Autonome Parvoviren
Beschreibung
vor 23 Jahren
Oncosuppressive properties and a low pathogenicity in adult animals
make the two rodent parvoviruses MVMp and H1 promising vectors for
cancer gene therapy. Recombinant vectors were developed from
genomes of these viruses in which a part of the
capsid-protein-coding sequence was replaced by a transgene. These
recombinant viruses can replicate their genome and express their
transgene, but they are unable to produce progeny viruses. Such
vectors are produced by cotransfection of the recombinant virus
genome and a helper plasmid which provides the capsid proteins.

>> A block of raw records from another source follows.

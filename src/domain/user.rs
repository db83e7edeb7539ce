use chrono::{DateTime, Utc};
use serde::Serialize;

/// Staff profile. Credentials live with the auth service, not here.
#[derive(Debug, Clone, PartialEq, Serialize)]
pub struct User {
    pub user_id: String,
    pub first_name: String,
    pub last_name: String,
    pub email: String,
    pub phone: String,
    pub avatar: Option<String>,
    pub created_at: DateTime<Utc>,
    pub updated_at: DateTime<Utc>,
}
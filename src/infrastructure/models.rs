use chrono::{DateTime, Utc};
use diesel::prelude::*;

use crate::domain::catalog::{Food, FoodPatch, Menu, MenuPatch};
use crate::domain::errors::DomainError;
use crate::domain::invoice::{Invoice, InvoicePatch, PaymentMethod, PaymentStatus};
use crate::domain::order::{
    DiningTable, DiningTablePatch, Order, OrderItem, OrderItemPatch, OrderPatch, PortionSize,
};
use crate::domain::user::User;
use crate::schema::{dining_tables, foods, invoices, menus, order_items, orders, users};

fn decode_failed(table: &str, id: &str, err: DomainError) -> DomainError {
    DomainError::DecodeFailed(format!("{table} row '{id}': {err}"))
}

// ── Menus ────────────────────────────────────────────────────────────────────

#[derive(Debug, Clone, Queryable, Selectable, Insertable)]
#[diesel(table_name = menus)]
#[diesel(check_for_backend(diesel::pg::Pg))]
pub struct MenuRow {
    pub menu_id: String,
    pub name: String,
    pub category: String,
    pub start_date: Option<DateTime<Utc>>,
    pub end_date: Option<DateTime<Utc>>,
    pub created_at: DateTime<Utc>,
    pub updated_at: DateTime<Utc>,
}

impl From<Menu> for MenuRow {
    fn from(m: Menu) -> Self {
        Self {
            menu_id: m.menu_id,
            name: m.name,
            category: m.category,
            start_date: m.start_date,
            end_date: m.end_date,
            created_at: m.created_at,
            updated_at: m.updated_at,
        }
    }
}

impl From<MenuRow> for Menu {
    fn from(r: MenuRow) -> Self {
        Self {
            menu_id: r.menu_id,
            name: r.name,
            category: r.category,
            start_date: r.start_date,
            end_date: r.end_date,
            created_at: r.created_at,
            updated_at: r.updated_at,
        }
    }
}

#[derive(Debug, AsChangeset)]
#[diesel(table_name = menus)]
pub struct MenuChangeset {
    pub name: Option<String>,
    pub category: Option<String>,
    pub start_date: Option<DateTime<Utc>>,
    pub end_date: Option<DateTime<Utc>>,
    pub updated_at: DateTime<Utc>,
}

impl MenuChangeset {
    pub fn new(patch: &MenuPatch, updated_at: DateTime<Utc>) -> Self {
        Self {
            name: patch.name.clone(),
            category: patch.category.clone(),
            start_date: patch.start_date,
            end_date: patch.end_date,
            updated_at,
        }
    }
}

// ── Foods ────────────────────────────────────────────────────────────────────

#[derive(Debug, Clone, Queryable, Selectable, Insertable)]
#[diesel(table_name = foods)]
#[diesel(check_for_backend(diesel::pg::Pg))]
pub struct FoodRow {
    pub food_id: String,
    pub name: String,
    pub price: f64,
    pub food_image: String,
    pub menu_id: String,
    pub created_at: DateTime<Utc>,
    pub updated_at: DateTime<Utc>,
}

impl From<Food> for FoodRow {
    fn from(f: Food) -> Self {
        Self {
            food_id: f.food_id,
            name: f.name,
            price: f.price,
            food_image: f.food_image,
            menu_id: f.menu_id,
            created_at: f.created_at,
            updated_at: f.updated_at,
        }
    }
}

impl From<FoodRow> for Food {
    fn from(r: FoodRow) -> Self {
        Self {
            food_id: r.food_id,
            name: r.name,
            price: r.price,
            food_image: r.food_image,
            menu_id: r.menu_id,
            created_at: r.created_at,
            updated_at: r.updated_at,
        }
    }
}

#[derive(Debug, AsChangeset)]
#[diesel(table_name = foods)]
pub struct FoodChangeset {
    pub name: Option<String>,
    pub price: Option<f64>,
    pub food_image: Option<String>,
    pub menu_id: Option<String>,
    pub updated_at: DateTime<Utc>,
}

impl FoodChangeset {
    pub fn new(patch: &FoodPatch, updated_at: DateTime<Utc>) -> Self {
        Self {
            name: patch.name.clone(),
            price: patch.price,
            food_image: patch.food_image.clone(),
            menu_id: patch.menu_id.clone(),
            updated_at,
        }
    }
}

// ── Dining tables ────────────────────────────────────────────────────────────

#[derive(Debug, Clone, Queryable, Selectable, Insertable)]
#[diesel(table_name = dining_tables)]
#[diesel(check_for_backend(diesel::pg::Pg))]
pub struct DiningTableRow {
    pub table_id: String,
    pub number_of_guests: i32,
    pub table_number: i32,
    pub created_at: DateTime<Utc>,
    pub updated_at: DateTime<Utc>,
}

impl From<DiningTable> for DiningTableRow {
    fn from(t: DiningTable) -> Self {
        Self {
            table_id: t.table_id,
            number_of_guests: t.number_of_guests,
            table_number: t.table_number,
            created_at: t.created_at,
            updated_at: t.updated_at,
        }
    }
}

impl From<DiningTableRow> for DiningTable {
    fn from(r: DiningTableRow) -> Self {
        Self {
            table_id: r.table_id,
            number_of_guests: r.number_of_guests,
            table_number: r.table_number,
            created_at: r.created_at,
            updated_at: r.updated_at,
        }
    }
}

#[derive(Debug, AsChangeset)]
#[diesel(table_name = dining_tables)]
pub struct DiningTableChangeset {
    pub number_of_guests: Option<i32>,
    pub table_number: Option<i32>,
    pub updated_at: DateTime<Utc>,
}

impl DiningTableChangeset {
    pub fn new(patch: &DiningTablePatch, updated_at: DateTime<Utc>) -> Self {
        Self {
            number_of_guests: patch.number_of_guests,
            table_number: patch.table_number,
            updated_at,
        }
    }
}

// ── Orders ───────────────────────────────────────────────────────────────────

#[derive(Debug, Clone, Queryable, Selectable, Insertable)]
#[diesel(table_name = orders)]
#[diesel(check_for_backend(diesel::pg::Pg))]
pub struct OrderRow {
    pub order_id: String,
    pub order_date: DateTime<Utc>,
    pub table_id: Option<String>,
    pub created_at: DateTime<Utc>,
    pub updated_at: DateTime<Utc>,
}

impl From<Order> for OrderRow {
    fn from(o: Order) -> Self {
        Self {
            order_id: o.order_id,
            order_date: o.order_date,
            table_id: o.table_id,
            created_at: o.created_at,
            updated_at: o.updated_at,
        }
    }
}

impl From<OrderRow> for Order {
    fn from(r: OrderRow) -> Self {
        Self {
            order_id: r.order_id,
            order_date: r.order_date,
            table_id: r.table_id,
            created_at: r.created_at,
            updated_at: r.updated_at,
        }
    }
}

#[derive(Debug, AsChangeset)]
#[diesel(table_name = orders)]
pub struct OrderChangeset {
    pub order_date: Option<DateTime<Utc>>,
    pub table_id: Option<String>,
    pub updated_at: DateTime<Utc>,
}

impl OrderChangeset {
    pub fn new(patch: &OrderPatch, updated_at: DateTime<Utc>) -> Self {
        Self {
            order_date: patch.order_date,
            table_id: patch.table_id.clone(),
            updated_at,
        }
    }
}

// ── Order items ──────────────────────────────────────────────────────────────

#[derive(Debug, Clone, Queryable, Selectable, Insertable)]
#[diesel(table_name = order_items)]
#[diesel(check_for_backend(diesel::pg::Pg))]
pub struct OrderItemRow {
    pub order_item_id: String,
    pub quantity: String,
    pub unit_price: f64,
    pub food_id: String,
    pub order_id: String,
    pub created_at: DateTime<Utc>,
    pub updated_at: DateTime<Utc>,
}

impl From<OrderItem> for OrderItemRow {
    fn from(i: OrderItem) -> Self {
        Self {
            order_item_id: i.order_item_id,
            quantity: i.quantity.as_str().to_string(),
            unit_price: i.unit_price,
            food_id: i.food_id,
            order_id: i.order_id,
            created_at: i.created_at,
            updated_at: i.updated_at,
        }
    }
}

impl TryFrom<OrderItemRow> for OrderItem {
    type Error = DomainError;

    fn try_from(r: OrderItemRow) -> Result<Self, Self::Error> {
        let quantity: PortionSize = r
            .quantity
            .parse()
            .map_err(|e| decode_failed("order_items", &r.order_item_id, e))?;
        Ok(Self {
            order_item_id: r.order_item_id,
            quantity,
            unit_price: r.unit_price,
            food_id: r.food_id,
            order_id: r.order_id,
            created_at: r.created_at,
            updated_at: r.updated_at,
        })
    }
}

#[derive(Debug, AsChangeset)]
#[diesel(table_name = order_items)]
pub struct OrderItemChangeset {
    pub quantity: Option<String>,
    pub unit_price: Option<f64>,
    pub food_id: Option<String>,
    pub updated_at: DateTime<Utc>,
}

impl OrderItemChangeset {
    pub fn new(patch: &OrderItemPatch, updated_at: DateTime<Utc>) -> Self {
        Self {
            quantity: patch.quantity.map(|q| q.as_str().to_string()),
            unit_price: patch.unit_price,
            food_id: patch.food_id.clone(),
            updated_at,
        }
    }
}

// ── Invoices ─────────────────────────────────────────────────────────────────

#[derive(Debug, Clone, Queryable, Selectable, Insertable)]
#[diesel(table_name = invoices)]
#[diesel(check_for_backend(diesel::pg::Pg))]
pub struct InvoiceRow {
    pub invoice_id: String,
    pub order_id: String,
    pub payment_method: Option<String>,
    pub payment_status: Option<String>,
    pub payment_due_date: DateTime<Utc>,
    pub created_at: DateTime<Utc>,
    pub updated_at: DateTime<Utc>,
}

impl From<Invoice> for InvoiceRow {
    fn from(i: Invoice) -> Self {
        Self {
            invoice_id: i.invoice_id,
            order_id: i.order_id,
            payment_method: i.payment_method.map(|m| m.as_str().to_string()),
            payment_status: i.payment_status.map(|s| s.as_str().to_string()),
            payment_due_date: i.payment_due_date,
            created_at: i.created_at,
            updated_at: i.updated_at,
        }
    }
}

impl TryFrom<InvoiceRow> for Invoice {
    type Error = DomainError;

    fn try_from(r: InvoiceRow) -> Result<Self, Self::Error> {
        let payment_method = r
            .payment_method
            .as_deref()
            .map(str::parse::<PaymentMethod>)
            .transpose()
            .map_err(|e| decode_failed("invoices", &r.invoice_id, e))?;
        let payment_status = r
            .payment_status
            .as_deref()
            .map(str::parse::<PaymentStatus>)
            .transpose()
            .map_err(|e| decode_failed("invoices", &r.invoice_id, e))?;
        Ok(Self {
            invoice_id: r.invoice_id,
            order_id: r.order_id,
            payment_method,
            payment_status,
            payment_due_date: r.payment_due_date,
            created_at: r.created_at,
            updated_at: r.updated_at,
        })
    }
}

#[derive(Debug, AsChangeset)]
#[diesel(table_name = invoices)]
pub struct InvoiceChangeset {
    pub payment_method: Option<String>,
    pub payment_status: Option<String>,
    pub updated_at: DateTime<Utc>,
}

impl InvoiceChangeset {
    pub fn new(patch: &InvoicePatch, updated_at: DateTime<Utc>) -> Self {
        Self {
            payment_method: patch.payment_method.map(|m| m.as_str().to_string()),
            payment_status: patch.payment_status.map(|s| s.as_str().to_string()),
            updated_at,
        }
    }
}

// ── Users ────────────────────────────────────────────────────────────────────

#[derive(Debug, Clone, Queryable, Selectable, Insertable)]
#[diesel(table_name = users)]
#[diesel(check_for_backend(diesel::pg::Pg))]
pub struct UserRow {
    pub user_id: String,
    pub first_name: String,
    pub last_name: String,
    pub email: String,
    pub phone: String,
    pub avatar: Option<String>,
    pub created_at: DateTime<Utc>,
    pub updated_at: DateTime<Utc>,
}

impl From<User> for UserRow {
    fn from(u: User) -> Self {
        Self {
            user_id: u.user_id,
            first_name: u.first_name,
            last_name: u.last_name,
            email: u.email,
            phone: u.phone,
            avatar: u.avatar,
            created_at: u.created_at,
            updated_at: u.updated_at,
        }
    }
}

impl From<UserRow> for User {
    fn from(r: UserRow) -> Self {
        Self {
            user_id: r.user_id,
            first_name: r.first_name,
            last_name: r.last_name,
            email: r.email,
            phone: r.phone,
            avatar: r.avatar,
            created_at: r.created_at,
            updated_at: r.updated_at,
        }
    }
}

#[cfg(test)]
mod tests {
    use super::*;

    fn item_row(quantity: &str) -> OrderItemRow {
        let now = Utc::now();
        OrderItemRow {
            order_item_id: "oi-1".to_string(),
            quantity: quantity.to_string(),
            unit_price: 4.5,
            food_id: "f1".to_string(),
            order_id: "o1".to_string(),
            created_at: now,
            updated_at: now,
        }
    }

    #[test]
    fn order_item_row_decodes_known_quantity() {
        let item = OrderItem::try_from(item_row("M")).expect("decode");
        assert_eq!(item.quantity, PortionSize::Medium);
    }

    #[test]
    fn order_item_row_with_unknown_quantity_is_decode_failure() {
        let err = OrderItem::try_from(item_row("XXL")).unwrap_err();
        assert!(matches!(err, DomainError::DecodeFailed(msg) if msg.contains("oi-1")));
    }

    #[test]
    fn invoice_row_keeps_empty_payment_method_distinct_from_missing() {
        let now = Utc::now();
        let row = InvoiceRow {
            invoice_id: "i1".to_string(),
            order_id: "o1".to_string(),
            payment_method: Some(String::new()),
            payment_status: None,
            payment_due_date: now,
            created_at: now,
            updated_at: now,
        };
        let invoice = Invoice::try_from(row).expect("decode");
        assert_eq!(invoice.payment_method, Some(PaymentMethod::Unspecified));
        assert_eq!(invoice.payment_status, None);
    }

    #[test]
    fn invoice_row_with_unknown_status_is_decode_failure() {
        let now = Utc::now();
        let row = InvoiceRow {
            invoice_id: "i2".to_string(),
            order_id: "o1".to_string(),
            payment_method: None,
            payment_status: Some("REFUNDED".to_string()),
            payment_due_date: now,
            created_at: now,
            updated_at: now,
        };
        assert!(matches!(
            Invoice::try_from(row),
            Err(DomainError::DecodeFailed(_))
        ));
    }
}
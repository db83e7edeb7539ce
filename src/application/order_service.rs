use std::collections::HashSet;
use std::sync::Arc;

use chrono::{Duration, Utc};

use crate::domain::errors::DomainError;
use crate::domain::order::{
    DiningTable, DiningTablePatch, NewDiningTable, NewOrder, Order, OrderFilter, OrderItem,
    OrderItemPack, OrderItemPatch, OrderPatch,
};
use crate::domain::order_view::OrderLineGroup;
use crate::domain::pagination::{Page, PageRequest};
use crate::domain::ports::EntityStore;
use crate::domain::price::normalize_price;

use super::listing::paginate;
use super::new_id;
use super::order_view::OrderViewEngine;

/// Tables, orders and the items placed on them.
pub struct OrderService<S: ?Sized> {
    store: Arc<S>,
}

impl<S: EntityStore + ?Sized> OrderService<S> {
    pub fn new(store: Arc<S>) -> Self {
        Self { store }
    }

    // ── Tables ───────────────────────────────────────────────────────────────

    pub fn create_table(&self, input: NewDiningTable) -> Result<DiningTable, DomainError> {
        let now = Utc::now();
        let table = DiningTable {
            table_id: new_id(),
            number_of_guests: input.number_of_guests,
            table_number: input.table_number,
            created_at: now,
            updated_at: now,
        };
        self.store.insert_table(table.clone())?;
        log::info!("created table {} (number {})", table.table_id, table.table_number);
        Ok(table)
    }

    pub fn update_table(
        &self,
        table_id: &str,
        patch: DiningTablePatch,
    ) -> Result<DiningTable, DomainError> {
        if !self.store.update_table(table_id, &patch, Utc::now())? {
            return Err(DomainError::NotFound("table"));
        }
        log::info!("updated table {}", table_id);
        self.store
            .find_table(table_id)?
            .ok_or(DomainError::NotFound("table"))
    }

    pub fn get_table(&self, table_id: &str) -> Result<Option<DiningTable>, DomainError> {
        self.store.find_table(table_id)
    }

    pub fn list_tables(&self) -> Result<Vec<DiningTable>, DomainError> {
        self.store.list_tables()
    }

    // ── Orders ───────────────────────────────────────────────────────────────

    pub fn create_order(&self, input: NewOrder) -> Result<Order, DomainError> {
        if let Some(table_id) = &input.table_id {
            self.require_table(table_id)?;
        }
        let order = self.new_order(input);
        self.store.insert_order(order.clone())?;
        log::info!("created order {}", order.order_id);
        Ok(order)
    }

    pub fn update_order(&self, order_id: &str, patch: OrderPatch) -> Result<Order, DomainError> {
        if let Some(table_id) = &patch.table_id {
            self.require_table(table_id)?;
        }
        if !self.store.update_order(order_id, &patch, Utc::now())? {
            return Err(DomainError::NotFound("order"));
        }
        log::info!("updated order {}", order_id);
        self.store
            .find_order(order_id)?
            .ok_or(DomainError::NotFound("order"))
    }

    pub fn get_order(&self, order_id: &str) -> Result<Option<Order>, DomainError> {
        self.store.find_order(order_id)
    }

    pub fn list_orders(
        &self,
        request: PageRequest,
        filter: OrderFilter,
    ) -> Result<Page<Order>, DomainError> {
        log::debug!("listing orders {:?} with {:?}", request, filter);
        paginate(
            request,
            &filter,
            |f, window| self.store.list_orders(f, window),
            |f| self.store.count_orders(f),
        )
    }

    /// Line items of one order joined with food and table data.
    pub fn order_view(&self, order_id: &str) -> Result<Vec<OrderLineGroup>, DomainError> {
        OrderViewEngine::new(Arc::clone(&self.store)).compute(order_id)
    }

    // ── Order items ──────────────────────────────────────────────────────────

    /// Insert a pack of items, either onto an existing order (`order_id`) or
    /// onto a fresh order created for `table_id`.
    ///
    /// Every item is checked before anything is written. A fresh order and
    /// its items are stored in one transaction.
    pub fn create_order_items(
        &self,
        pack: OrderItemPack,
    ) -> Result<(String, Vec<OrderItem>), DomainError> {
        if pack.items.is_empty() {
            return Err(DomainError::InvalidInput(
                "order_items must contain at least one item".to_string(),
            ));
        }
        if pack.order_id.is_some() && pack.table_id.is_some() {
            return Err(DomainError::InvalidInput(
                "give either order_id or table_id, not both".to_string(),
            ));
        }

        let food_ids: Vec<String> = pack
            .items
            .iter()
            .map(|i| i.food_id.clone())
            .collect::<HashSet<_>>()
            .into_iter()
            .collect();
        let known: HashSet<String> = self
            .store
            .find_foods(&food_ids)?
            .into_iter()
            .map(|f| f.food_id)
            .collect();
        if let Some(missing) = pack.items.iter().find(|i| !known.contains(&i.food_id)) {
            log::warn!("rejected order items: food {} was not found", missing.food_id);
            return Err(DomainError::NotFound("food"));
        }

        let existing = match &pack.order_id {
            Some(order_id) => Some(
                self.store
                    .find_order(order_id)?
                    .ok_or(DomainError::NotFound("order"))?,
            ),
            None => {
                if let Some(table_id) = &pack.table_id {
                    self.require_table(table_id)?;
                }
                None
            }
        };
        let order = existing.clone().unwrap_or_else(|| {
            self.new_order(NewOrder {
                order_date: None,
                table_id: pack.table_id.clone(),
            })
        });

        let now = Utc::now();
        let mut items = Vec::with_capacity(pack.items.len());
        for (i, input) in pack.items.into_iter().enumerate() {
            // one microsecond apart so the (created_at, id) sort keeps pack order
            let stamp = now + Duration::microseconds(i as i64);
            items.push(OrderItem {
                order_item_id: new_id(),
                quantity: input.quantity,
                unit_price: normalize_price(input.unit_price)?,
                food_id: input.food_id,
                order_id: order.order_id.clone(),
                created_at: stamp,
                updated_at: stamp,
            });
        }

        if existing.is_some() {
            self.store.insert_order_items(items.clone())?;
        } else {
            self.store
                .insert_order_with_items(order.clone(), items.clone())?;
        }
        log::info!("added {} items to order {}", items.len(), order.order_id);
        Ok((order.order_id, items))
    }

    pub fn update_order_item(
        &self,
        order_item_id: &str,
        mut patch: OrderItemPatch,
    ) -> Result<OrderItem, DomainError> {
        if let Some(food_id) = &patch.food_id {
            if self.store.find_food(food_id)?.is_none() {
                log::warn!("rejected update of order item {}: food {} not found", order_item_id, food_id);
                return Err(DomainError::NotFound("food"));
            }
        }
        if let Some(price) = patch.unit_price {
            patch.unit_price = Some(normalize_price(price)?);
        }

        if !self.store.update_order_item(order_item_id, &patch, Utc::now())? {
            return Err(DomainError::NotFound("order item"));
        }
        log::info!("updated order item {}", order_item_id);
        self.store
            .find_order_item(order_item_id)?
            .ok_or(DomainError::NotFound("order item"))
    }

    pub fn get_order_item(&self, order_item_id: &str) -> Result<Option<OrderItem>, DomainError> {
        self.store.find_order_item(order_item_id)
    }

    pub fn list_order_items(&self) -> Result<Vec<OrderItem>, DomainError> {
        self.store.list_order_items()
    }

    fn new_order(&self, input: NewOrder) -> Order {
        let now = Utc::now();
        Order {
            order_id: new_id(),
            order_date: input.order_date.unwrap_or(now),
            table_id: input.table_id,
            created_at: now,
            updated_at: now,
        }
    }

    fn require_table(&self, table_id: &str) -> Result<(), DomainError> {
        match self.store.find_table(table_id)? {
            Some(_) => Ok(()),
            None => {
                log::warn!("table {} was not found", table_id);
                Err(DomainError::NotFound("table"))
            }
        }
    }
}
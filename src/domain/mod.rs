pub mod catalog;
pub mod deadline;
pub mod errors;
pub mod invoice;
pub mod order;
pub mod order_view;
pub mod pagination;
pub mod ports;
pub mod price;
pub mod user;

During this procedure, RCVs (Replication Competent Viruses) can be
generated, probably by homologous recombination. As a consequence,
RCVs can express their capsid proteins and produce progeny viruses.
In the present work, second-generation H1- and MVMp- based
recombinant virus genomes were developed in order to minimise RCV
levels in the recombinant virus preparations. By constructing
chimeras and pseudotypes between MVMp and H1 viruses, virus
preparations with high titres were obtained which did not show any
detectable RCVs in plaque-assays. This corresponds to a
100-17000fold decrease of RCVs for the chimeras and pseudotypes. In
this work we also characterised the host-cell-tropism of the
chimeras and the pseudotypes. The chimeric vectors and Pseudotypes
allowed us to show that the restriction for viral replication of
the rat H1 genome in murine A9 cells is not due to the H1 capsids,
but can be ascribed to a 1800 bp long DNA region of the H1 genome,
located in the NS coding sequence. To our knowledge this is the
first report that convincingly shows that the tropism of a rodent
parvovirus is determined by the viral genome. Since a recombinant
MVMp genome packaged with either H1 or MVMp capsids led to viral
DNA replication in A9 cells, virus entry is not responsible for the
lack of recombinant H1 vector replication in these cells. After
transfection of A9 cells with H1 viral DNA, replication and viral
protein expression took place, whereas after H1 infection it did
not. Thus we can conclude that the cause for the restricted H1
virus replication has to be found after virus entry but before the
beginning of viral gene transcription. It is usually accepted that
viral gene transcription needs the conversion of single-stranded
Summary 134 DNA into double-stranded monomeric replicative form.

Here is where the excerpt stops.